[What you will do]: From the records that follow, give the number of lines that include the word "cgroupfs", with no further words.

[Opening Records for the exercise section]

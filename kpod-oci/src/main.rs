use std::io::Write;
use std::path::PathBuf;

use anyhow::{Context, Result};
use clap::{Args, Parser, Subcommand};
use kpod_oci::spec::Spec;
use kpod_oci::{CgroupManager, Container, ContainerConfig, Runtime, RuntimeConfig, WorkloadTrust};
use tokio_util::sync::CancellationToken;
use tracing::{debug, info, warn};
use tracing_subscriber::EnvFilter;

#[derive(Parser)]
#[command(name = "kpod-oci")]
#[command(about = "Drive a single container through the OCI lifecycle", long_about = None)]
struct Cli {
    /// Trusted OCI runtime binary
    #[arg(long, default_value = "/usr/bin/runc")]
    runtime: PathBuf,

    /// Runtime binary for untrusted workloads
    #[arg(long)]
    runtime_untrusted: Option<PathBuf>,

    /// Default workload trust (anything but "trusted" means untrusted)
    #[arg(long, default_value = "trusted")]
    default_workload_trust: String,

    /// Monitor binary
    #[arg(long, default_value = "/usr/libexec/crio/conmon")]
    monitor: PathBuf,

    /// Extra KEY=VALUE environment for the monitor (repeatable)
    #[arg(long = "monitor-env")]
    monitor_env: Vec<String>,

    /// Cgroup manager: cgroupfs or systemd
    #[arg(long, default_value = "cgroupfs")]
    cgroup_manager: CgroupManager,

    /// Mount point of the cgroup hierarchy
    #[arg(long, default_value = "/sys/fs/cgroup")]
    cgroup_root: PathBuf,

    /// Directory for exit notification files
    #[arg(long, default_value = kpod_oci::config::CONTAINER_EXITS_DIR)]
    exits_dir: PathBuf,

    /// Directory for attach sockets
    #[arg(long, default_value = kpod_oci::config::CONTAINER_ATTACH_SOCKET_DIR)]
    attach_socket_dir: PathBuf,

    /// Maximum container log size in bytes (negative = unlimited)
    #[arg(long, default_value = "-1", allow_hyphen_values = true)]
    log_size_max: i64,

    /// Do not use pivot_root
    #[arg(long)]
    no_pivot: bool,

    #[command(subcommand)]
    command: Commands,
}

#[derive(Args)]
struct ContainerArgs {
    /// Container ID
    id: String,

    /// Bundle directory containing config.json
    #[arg(short, long, default_value = ".")]
    bundle: PathBuf,

    /// State directory (default: the bundle)
    #[arg(short, long)]
    dir: Option<PathBuf>,

    /// Container log file (default: <bundle>/container.log)
    #[arg(long)]
    log_path: Option<PathBuf>,

    /// Cgroup parent (slice name with systemd)
    #[arg(long, default_value = "")]
    cgroup_parent: String,

    /// Allocate a terminal
    #[arg(short, long)]
    terminal: bool,

    /// Keep stdin open
    #[arg(short = 'i', long)]
    stdin: bool,

    /// Mark the container untrusted
    #[arg(long)]
    untrusted: bool,

    #[arg(long)]
    privileged: bool,

    /// Stop signal, e.g. SIGQUIT or 3
    #[arg(long, default_value = "")]
    stop_signal: String,
}

#[derive(Subcommand)]
enum Commands {
    /// Create a container through the monitor
    Create(ContainerArgs),

    /// Start a created container
    Start(ContainerArgs),

    /// Stop a container (Ctrl-C abandons the graceful wait)
    Stop {
        #[command(flatten)]
        container: ContainerArgs,

        /// Seconds to wait after the stop signal before killing (0 = kill now)
        #[arg(long, default_value = "10")]
        timeout: i64,
    },

    /// Run a command in a container and wait for it
    Exec {
        #[command(flatten)]
        container: ContainerArgs,

        /// Timeout in seconds (0 = none)
        #[arg(long, default_value = "0")]
        timeout: i64,

        /// Command and arguments
        #[arg(last = true, required = true)]
        command: Vec<String>,
    },

    /// Refresh and print the container state
    State(ContainerArgs),

    /// Pause a container
    Pause(ContainerArgs),

    /// Resume a paused container
    Resume(ContainerArgs),

    /// Delete a container and release its monitor cgroup
    Delete(ContainerArgs),

    /// Print the runtime name and version
    Version,
}

impl Cli {
    fn runtime_config(&self) -> RuntimeConfig {
        let defaults = RuntimeConfig::default();
        RuntimeConfig {
            runtime_path: self.runtime.clone(),
            runtime_untrusted_path: self.runtime_untrusted.clone(),
            default_workload_trust: WorkloadTrust::from(self.default_workload_trust.as_str()),
            monitor_path: self.monitor.clone(),
            monitor_env: if self.monitor_env.is_empty() {
                defaults.monitor_env
            } else {
                self.monitor_env.clone()
            },
            cgroup_manager: self.cgroup_manager,
            exits_dir: self.exits_dir.clone(),
            attach_socket_dir: self.attach_socket_dir.clone(),
            log_size_max: self.log_size_max,
            no_pivot: self.no_pivot,
            cgroup_root: self.cgroup_root.clone(),
            ..defaults
        }
    }
}

async fn load_container(args: &ContainerArgs) -> Result<Container> {
    let spec = if args.bundle.join("config.json").exists() {
        Spec::load(&args.bundle)
            .await
            .with_context(|| format!("failed to load {}/config.json", args.bundle.display()))?
    } else {
        Spec::default()
    };
    let dir = args.dir.clone().unwrap_or_else(|| args.bundle.clone());
    tokio::fs::create_dir_all(&dir).await?;

    Ok(Container::new(ContainerConfig {
        id: args.id.clone(),
        name: args.id.clone(),
        log_path: args
            .log_path
            .clone()
            .unwrap_or_else(|| args.bundle.join("container.log")),
        bundle_path: args.bundle.clone(),
        dir,
        terminal: args.terminal,
        stdin: args.stdin,
        trusted: !args.untrusted,
        privileged: args.privileged,
        stop_signal: args.stop_signal.clone(),
        spec,
        ..Default::default()
    }))
}

/// Load the container and its persisted state, if any.
async fn open(runtime: &Runtime, args: &ContainerArgs) -> Result<Container> {
    let container = load_container(args).await?;
    if container.state_path().exists() {
        runtime.state_from_disk(&container).await?;
    } else {
        debug!(container_id = %args.id, "No saved state");
    }
    Ok(container)
}

#[tokio::main]
async fn main() -> Result<()> {
    tracing_subscriber::fmt()
        .with_env_filter(EnvFilter::from_default_env().add_directive("kpod_oci=info".parse()?))
        .with_writer(std::io::stderr)
        .init();

    let cli = Cli::parse();
    let runtime = Runtime::new(cli.runtime_config())?;

    match &cli.command {
        Commands::Create(args) => {
            let container = load_container(args).await?;
            runtime.create_container(&container, &args.cgroup_parent).await?;
            container.to_disk().await?;
        }
        Commands::Start(args) => {
            let container = open(&runtime, args).await?;
            if let Err(e) = runtime.start_container(&container).await {
                runtime.set_start_failed(&container, &e).await;
                container.to_disk().await?;
                return Err(e.into());
            }
            runtime.state_to_disk(&container).await?;
        }
        Commands::Stop { container: args, timeout } => {
            let container = open(&runtime, args).await?;
            let cancel = CancellationToken::new();
            let on_ctrl_c = cancel.clone();
            tokio::spawn(async move {
                if tokio::signal::ctrl_c().await.is_ok() {
                    warn!("Interrupted, abandoning stop");
                    on_ctrl_c.cancel();
                }
            });
            runtime.stop_container(&container, *timeout, &cancel).await?;
            runtime.state_to_disk(&container).await?;
        }
        Commands::Exec {
            container: args,
            timeout,
            command,
        } => {
            let container = open(&runtime, args).await?;
            let resp = runtime.exec_sync(&container, command, *timeout).await?;
            std::io::stdout().write_all(&resp.stdout)?;
            std::io::stderr().write_all(&resp.stderr)?;
            if resp.exit_code != 0 {
                std::process::exit(resp.exit_code);
            }
        }
        Commands::State(args) => {
            let container = open(&runtime, args).await?;
            runtime.update_status(&container).await?;
            container.to_disk().await?;
            let state = runtime.container_status(&container).await;
            println!("{}", serde_json::to_string_pretty(&state)?);
        }
        Commands::Pause(args) => {
            let container = open(&runtime, args).await?;
            runtime.pause_container(&container).await?;
            runtime.state_to_disk(&container).await?;
        }
        Commands::Resume(args) => {
            let container = open(&runtime, args).await?;
            runtime.unpause_container(&container).await?;
            runtime.state_to_disk(&container).await?;
        }
        Commands::Delete(args) => {
            let container = open(&runtime, args).await?;
            runtime.delete_container(&container).await?;
            if let Err(e) = runtime
                .release_monitor_cgroup(&container, &args.cgroup_parent)
                .await
            {
                warn!(container_id = %args.id, error = %e, "Failed to release monitor cgroup");
            }
            match tokio::fs::remove_file(container.state_path()).await {
                Ok(()) => {}
                Err(e) if e.kind() == std::io::ErrorKind::NotFound => {}
                Err(e) => return Err(e.into()),
            }
            info!(container_id = %args.id, "Container deleted");
        }
        Commands::Version => {
            let version = runtime.version().await?;
            println!("{} {}", runtime.name(), version);
        }
    }

    Ok(())
}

[Closing Records for the exercise section]

[Reply]: 2